Dr Rauf says that he will not wait to take preventive measures till the arrival of smog. Instead, he says, the field staff should speed up their actions. Not even minor negligence will be tolerated, he says. He says he has held a number of meetings with leaders of the chambers of commerce and industry and brick kiln associations and clearly told them that if they do not adopt environment-friendly methods they will have to face the consequences.

According to EPD data, the department has increased its anti-smog activities from August 13. So far, 537 factories, 1,128 brick kilns, 88 stone crushing units and 20 pyrolysis plants have been inspected. Fines have been imposed on those found violating the environmental laws.

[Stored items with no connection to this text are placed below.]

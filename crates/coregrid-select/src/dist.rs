//! Task distributor: spread a job's tasks over its selected nodes.
//!
//! Each node is seeded with one task, which counts as the first task of
//! that node's first chunk. The rest go round-robin in chunks of the plane
//! size (one for non-plane layouts). Overcommit lets the walk continue past
//! CPU capacity; otherwise running out of room is an error.

use coregrid_core::JobRequest;
use tracing::warn;

use crate::avail::AvailRes;
use crate::error::{SelectError, SelectResult};

/// Tasks and CPUs per selected node, in selection order.
#[derive(Debug, Clone, PartialEq, Eq)]
pub struct Layout {
    pub tasks: Vec<u32>,
    pub cpus: Vec<u32>,
}

impl Layout {
    pub fn total_tasks(&self) -> u32 {
        self.tasks.iter().sum()
    }
}

/// Task count for a request spread over `nodes` nodes.
pub fn task_count(req: &JobRequest, nodes: usize) -> u32 {
    let nodes = u32::try_from(nodes).unwrap_or(u32::MAX);
    let count = if req.num_tasks > 0 {
        req.num_tasks
    } else if req.overcommit {
        1
    } else if req.ntasks_per_node > 0 {
        u32::from(req.ntasks_per_node).saturating_mul(nodes)
    } else {
        req.min_cpus / req.cpus_per_task()
    };
    count.max(nodes)
}

/// Hand `remaining` tasks out in whole chunks, round-robin from the first
/// node, then the partial chunk to the next node in turn.
fn overcommit(tasks: &mut [u32], remaining: u32, chunk: u32) {
    let n = tasks.len() as u32;
    let chunks = remaining / chunk;
    let (each, extra) = (chunks / n, chunks % n);
    for (i, t) in tasks.iter_mut().enumerate() {
        let mine = each + u32::from((i as u32) < extra);
        *t = t.saturating_add(mine.saturating_mul(chunk));
    }
    let partial = remaining % chunk;
    if partial > 0 {
        let next = extra as usize;
        tasks[next] = tasks[next].saturating_add(partial);
    }
}

pub fn distribute(req: &JobRequest, nodes: &[&AvailRes]) -> SelectResult<Layout> {
    if nodes.is_empty() {
        return Err(SelectError::NoResources("no nodes selected".to_string()));
    }
    let cpt = req.cpus_per_task();
    let total = task_count(req, nodes.len());
    let chunk = req.task_dist.chunk().max(1);
    let cap: Vec<u32> = nodes.iter().map(|a| a.avail_cpus).collect();
    let mut tasks = vec![1u32; nodes.len()];
    let mut remaining = total.saturating_sub(nodes.len() as u32);

    let mut first_round = true;
    while remaining > 0 {
        let mut progress = false;
        for (i, a) in nodes.iter().enumerate() {
            if remaining == 0 {
                break;
            }
            let slots = if first_round { chunk - 1 } else { chunk };
            let fits = a.max_tasks.saturating_sub(tasks[i]);
            let give = slots.min(remaining).min(fits);
            tasks[i] += give;
            remaining -= give;
            progress |= give > 0;
        }
        if !progress && !first_round {
            break;
        }
        first_round = false;
    }

    if remaining > 0 {
        if !req.overcommit {
            return Err(SelectError::NoResources(format!(
                "{total} tasks of {cpt} CPUs do not fit the selected nodes"
            )));
        }
        warn!(job = req.job_id, tasks = remaining, "overcommitting tasks beyond available CPUs");
        overcommit(&mut tasks, remaining, chunk);
    }

    let mut cpus: Vec<u32> = tasks
        .iter()
        .zip(&cap)
        .map(|(t, c)| t.saturating_mul(cpt).min(*c).max(cpt.min(*c)))
        .collect();
    for (i, a) in nodes.iter().enumerate() {
        cpus[i] = if a.whole { a.avail_cpus } else { cpus[i].max(a.min_cpus).min(a.avail_cpus) };
    }

    // Extra CPUs for min_cpus beyond what the tasks need.
    let mut extra = u64::from(req.min_cpus).saturating_sub(cpus.iter().map(|c| u64::from(*c)).sum());
    while extra > 0 {
        let mut progress = false;
        for i in 0..nodes.len() {
            if extra == 0 {
                break;
            }
            if cpus[i] < cap[i] {
                cpus[i] += 1;
                extra -= 1;
                progress = true;
            }
        }
        if !progress {
            return Err(SelectError::NoResources(format!(
                "{} CPUs requested, selected nodes hold fewer",
                req.min_cpus
            )));
        }
    }

    Ok(Layout { tasks, cpus })
}

#[cfg(test)]
mod tests {
    use super::*;
    use crate::gres::GresFit;
    use coregrid_core::{Bitmap, TaskDist};

    fn node(cpus: u32) -> AvailRes {
        AvailRes {
            node: 0,
            free_cores: Bitmap::new(cpus as usize),
            sock_cores: vec![cpus],
            sock_cpus: vec![cpus],
            vpus: 1,
            avail_cpus: cpus,
            max_tasks: cpus,
            min_cpus: 1,
            gres: GresFit::unconstrained(),
            mem_free: 0,
            whole: false,
        }
    }

    fn req(tasks: u32) -> JobRequest {
        JobRequest {
            num_tasks: tasks,
            ..JobRequest::default()
        }
    }

    #[test]
    fn plane_chunks_fill_each_node_in_turn() {
        let (a, b) = (node(4), node(4));
        let mut r = req(6);
        r.task_dist = TaskDist::plane(3);
        let layout = distribute(&r, &[&a, &b]).unwrap();
        assert_eq!(layout.tasks, vec![3, 3]);
        assert_eq!(layout.cpus, vec![3, 3]);
    }

    #[test]
    fn round_robin_skips_full_nodes() {
        let (a, b) = (node(2), node(8));
        let layout = distribute(&req(6), &[&a, &b]).unwrap();
        assert_eq!(layout.tasks, vec![2, 4]);
    }

    #[test]
    fn too_many_tasks_without_overcommit_fail() {
        let a = node(2);
        assert!(matches!(distribute(&req(3), &[&a]), Err(SelectError::NoResources(_))));
    }

    #[test]
    fn overcommit_oversubscribes_in_chunks() {
        let (a, b) = (node(1), node(1));
        let mut r = req(5);
        r.overcommit = true;
        let layout = distribute(&r, &[&a, &b]).unwrap();
        assert_eq!(layout.total_tasks(), 5);
        assert_eq!(layout.tasks, vec![3, 2]);
        assert_eq!(layout.cpus, vec![1, 1]);
    }

    #[test]
    fn overcommit_without_tasks_runs_one() {
        let a = node(4);
        let mut r = req(0);
        r.overcommit = true;
        assert_eq!(task_count(&r, 1), 1);
        assert_eq!(distribute(&r, &[&a]).unwrap().tasks, vec![1]);
    }

    #[test]
    fn min_cpus_adds_extra_cpus_round_robin() {
        let (a, b) = (node(4), node(4));
        let mut r = req(2);
        r.min_cpus = 5;
        let layout = distribute(&r, &[&a, &b]).unwrap();
        assert_eq!(layout.tasks, vec![1, 1]);
        assert_eq!(layout.cpus, vec![3, 2]);
    }

    #[test]
    fn cpus_per_task_scales_node_cpus() {
        let mut a = node(8);
        a.max_tasks = 4;
        let mut r = req(3);
        r.cpus_per_task = 2;
        let layout = distribute(&r, &[&a]).unwrap();
        assert_eq!(layout.cpus, vec![6]);
    }

    #[test]
    fn per_node_task_cap_limits_the_fill() {
        let mut a = node(8);
        a.max_tasks = 2;
        let b = node(8);
        let layout = distribute(&req(6), &[&a, &b]).unwrap();
        assert_eq!(layout.tasks, vec![2, 4]);
    }

    #[test]
    fn huge_overcommit_does_not_overflow_node_cpus() {
        // One 8-CPU task fits; the rest are overcommitted.
        let mut a = node(8);
        a.max_tasks = 1;
        let mut r = req(600_000_000);
        r.cpus_per_task = 8;
        r.overcommit = true;
        let layout = distribute(&r, &[&a]).unwrap();
        assert_eq!(layout.tasks, vec![600_000_000]);
        assert_eq!(layout.cpus, vec![8]);

        let b = a.clone();
        let layout = distribute(&r, &[&a, &b]).unwrap();
        assert_eq!(layout.tasks, vec![300_000_000, 300_000_000]);
        assert_eq!(layout.cpus, vec![8, 8]);
    }

    #[test]
    fn overcommit_plane_chunks_leave_the_partial_chunk_last() {
        let a = node(1);
        let b = node(1);
        let c = node(1);
        let mut r = req(10);
        r.task_dist = TaskDist::plane(2);
        r.overcommit = true;
        let layout = distribute(&r, &[&a, &b, &c]).unwrap();
        // Seeds take one each; 7 left are three chunks of two and one task.
        assert_eq!(layout.tasks, vec![4, 3, 3]);
    }
}
//! `StepManager`: the accounting entry points.
//!
//! Holds one sampler per active step. The step map is guarded by the
//! task-list lock; a separate shutdown lock gates new work once
//! [`StepManager::end_poll`] has run. When a [`ProfileTimer`] is attached,
//! every step gets its own sampler thread that runs one tick per timer
//! signal; without one, sampling happens only on polls.

use std::collections::BTreeMap;
use std::path::PathBuf;
use std::sync::Arc;
use std::sync::atomic::{AtomicBool, Ordering};
use std::thread;
use std::time::{SystemTime, UNIX_EPOCH};

use coregrid_core::{AcctGatherConfig, AcctParam, JobAcct};
use parking_lot::Mutex;
use tracing::{debug, info, warn};

use crate::capability::Capabilities;
use crate::error::{AcctError, AcctResult};
use crate::options::AcctGatherOptions;
use crate::proc::ProcReader;
use crate::profile::{ProfileSink, ProfileTimer};
use crate::sampler::{StepKey, StepLimits, StepSampler};
use crate::signal::StepControl;
use crate::tracker::{CgroupTracker, PgidTracker, ProcessTracker};

/// How a step's processes are found.
#[derive(Debug, Clone, PartialEq, Eq)]
pub enum Tracking {
    /// Scan the proc root for the task pids' process groups.
    Pgid,
    /// Read `<root>/job_<id>/step_<id>/cgroup.procs`.
    Cgroup { root: PathBuf },
}

impl Tracking {
    fn tracker(&self, step: StepKey) -> Box<dyn ProcessTracker> {
        match self {
            Tracking::Pgid => Box::new(PgidTracker::new()),
            Tracking::Cgroup { root } => Box::new(CgroupTracker::new(
                root.join(format!("job_{}", step.job_id))
                    .join(format!("step_{}", step.step_id)),
            )),
        }
    }
}

struct StepSlot {
    sampler: Mutex<StepSampler>,
    stop: AtomicBool,
}

pub struct StepManager {
    reader: ProcReader,
    caps: Arc<Mutex<Capabilities>>,
    control: Arc<dyn StepControl>,
    sink: Option<Arc<dyn ProfileSink>>,
    params: Vec<AcctParam>,
    tracking: Tracking,
    timer: Option<ProfileTimer>,
    steps: Mutex<BTreeMap<StepKey, Arc<StepSlot>>>,
    shutdown: Mutex<bool>,
}

fn unix_now() -> u64 {
    SystemTime::now()
        .duration_since(UNIX_EPOCH)
        .map(|d| d.as_secs())
        .unwrap_or(0)
}

impl StepManager {
    pub fn new(reader: ProcReader, caps: Capabilities, control: Arc<dyn StepControl>, params: Vec<AcctParam>) -> Self {
        Self {
            reader,
            caps: Arc::new(Mutex::new(caps)),
            control,
            sink: None,
            params,
            tracking: Tracking::Pgid,
            timer: None,
            steps: Mutex::new(BTreeMap::new()),
            shutdown: Mutex::new(false),
        }
    }

    /// Parse the acct_gather options against `caps` and build a manager.
    pub fn from_config(
        cfg: &AcctGatherConfig,
        mut caps: Capabilities,
        control: Arc<dyn StepControl>,
    ) -> AcctResult<(Self, AcctGatherOptions)> {
        let options = AcctGatherOptions::from_config(cfg, &mut caps)?;
        let manager = Self::new(ProcReader::from_config(cfg), caps, control, options.params.clone());
        info!(
            frequency_secs = options.frequency_secs,
            params = ?options.params,
            "step accounting ready"
        );
        Ok((manager, options))
    }

    pub fn with_tracking(mut self, tracking: Tracking) -> Self {
        self.tracking = tracking;
        self
    }

    pub fn with_sink(mut self, sink: Arc<dyn ProfileSink>) -> Self {
        self.sink = Some(sink);
        self
    }

    pub fn with_timer(mut self, timer: ProfileTimer) -> Self {
        self.timer = Some(timer);
        self
    }

    pub fn is_shutdown(&self) -> bool {
        *self.shutdown.lock()
    }

    fn check_running(&self) -> AcctResult<()> {
        if self.is_shutdown() {
            return Err(AcctError::ShutdownInProgress);
        }
        Ok(())
    }

    fn slot(&self, step: StepKey) -> AcctResult<Arc<StepSlot>> {
        self.steps
            .lock()
            .get(&step)
            .cloned()
            .ok_or(AcctError::UnknownStep(step))
    }

    pub fn steps(&self) -> Vec<StepKey> {
        self.steps.lock().keys().copied().collect()
    }

    /// Track `pid` as task `task_id` on `node_id`. `limits` apply when this
    /// is the step's first task and are ignored afterwards.
    pub fn step_add_task(
        &self,
        step: StepKey,
        pid: u32,
        node_id: u32,
        task_id: u32,
        limits: Option<StepLimits>,
    ) -> AcctResult<()> {
        self.check_running()?;
        if pid == 0 {
            return Err(AcctError::BadPid(pid));
        }
        let slot = {
            let mut steps = self.steps.lock();
            match steps.get(&step) {
                Some(slot) => slot.clone(),
                None => {
                    let limits = limits.unwrap_or_default();
                    let mut sampler = StepSampler::new(
                        step,
                        node_id,
                        self.reader.clone(),
                        self.tracking.tracker(step),
                        self.caps.clone(),
                        self.control.clone(),
                        self.params.clone(),
                        limits,
                    );
                    if let Some(sink) = &self.sink {
                        sampler = sampler.with_sink(sink.clone());
                    }
                    let slot = Arc::new(StepSlot {
                        sampler: Mutex::new(sampler),
                        stop: AtomicBool::new(false),
                    });
                    if let Some(timer) = &self.timer {
                        spawn_sampler(step, slot.clone(), timer.clone());
                    }
                    info!(step = %step, ?limits, "step accounting started");
                    steps.insert(step, slot.clone());
                    slot
                }
            }
        };
        let mut sampler = slot.sampler.lock();
        sampler.add_task(pid, node_id, task_id)
    }

    /// Sample the step now and return a copy of its aggregate. A profiling
    /// poll also emits a profile row if the step profiles.
    pub fn step_poll(&self, step: StepKey, profile: bool) -> AcctResult<JobAcct> {
        self.check_running()?;
        let slot = self.slot(step)?;
        let mut sampler = slot.sampler.lock();
        sampler.sample(unix_now(), profile)
    }

    /// Copy of the step's aggregate without sampling.
    pub fn snapshot(&self, step: StepKey) -> AcctResult<JobAcct> {
        let slot = self.slot(step)?;
        let sampler = slot.sampler.lock();
        Ok(sampler.snapshot())
    }

    /// Take a final sample, stop the step's sampler and forget the step.
    pub fn step_end(&self, step: StepKey) -> AcctResult<JobAcct> {
        let slot = self
            .steps
            .lock()
            .remove(&step)
            .ok_or(AcctError::UnknownStep(step))?;
        slot.stop.store(true, Ordering::Release);
        let mut sampler = slot.sampler.lock();
        let acct = match sampler.sample(unix_now(), false) {
            Ok(acct) => acct,
            Err(e) => {
                debug!(step = %step, error = %e, "final sample failed; using last aggregate");
                sampler.snapshot()
            }
        };
        info!(step = %step, polls = sampler.polls(), cpu_secs = acct.total_cpu_secs(), "step accounting ended");
        Ok(acct)
    }

    /// Stop accepting work and wake every sampler thread so it exits.
    pub fn end_poll(&self) {
        *self.shutdown.lock() = true;
        if let Some(timer) = &self.timer {
            timer.shutdown();
        }
        info!(steps = self.steps.lock().len(), "accounting shutting down");
    }
}

fn spawn_sampler(step: StepKey, slot: Arc<StepSlot>, timer: ProfileTimer) {
    let spawned = thread::Builder::new()
        .name(format!("acct-{step}"))
        .spawn(move || {
            let mut seen = timer.current();
            while let Some(tick) = timer.wait_past(seen) {
                seen = tick;
                if slot.stop.load(Ordering::Acquire) {
                    break;
                }
                let mut sampler = slot.sampler.lock();
                if let Err(e) = sampler.sample(unix_now(), true) {
                    debug!(step = %step, error = %e, "sample failed");
                }
            }
            debug!(step = %step, "sampler thread exiting");
        });
    if let Err(e) = spawned {
        warn!(step = %step, error = %e, "no sampler thread; sampling on poll only");
    }
}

Shahid Saleem, an environmentalist, says “Smog is the product of a chemical reaction caused by sunlight between nitrogen oxides (NOx) and volatile organic compounds (VOCs) in the atmosphere, airborne particles (called particulate matter) and ground-level ozone.” He says the pollutants stick to water vapours. He says smog can travel long distances in the atmosphere and is therefore considered a trans-boundary problem.

Talking about the health problems caused by the smog, Dr Faisal Zubair, a family physician, says that smog, when inhaled, is very harmful to humans, especially senior citizens and children.

“People with heart and lung problems like emphysema, bronchitis and asthma,” should avoid going out in the smog,” he warns. He says smog can cause inflammation in the breathing passages, which decreases the working capacity of lungs and causes shortness of breath, pain when inhaling deeply, wheezing and coughing.

Long-term exposure to the smog at low levels can affect lung elasticity and the lungs’ ability to resist disease, ageing lungs prematurely. He adds that children, the elderly, asthmatics and those suffering from chronic lung diseases are more susceptible to the effects of smog.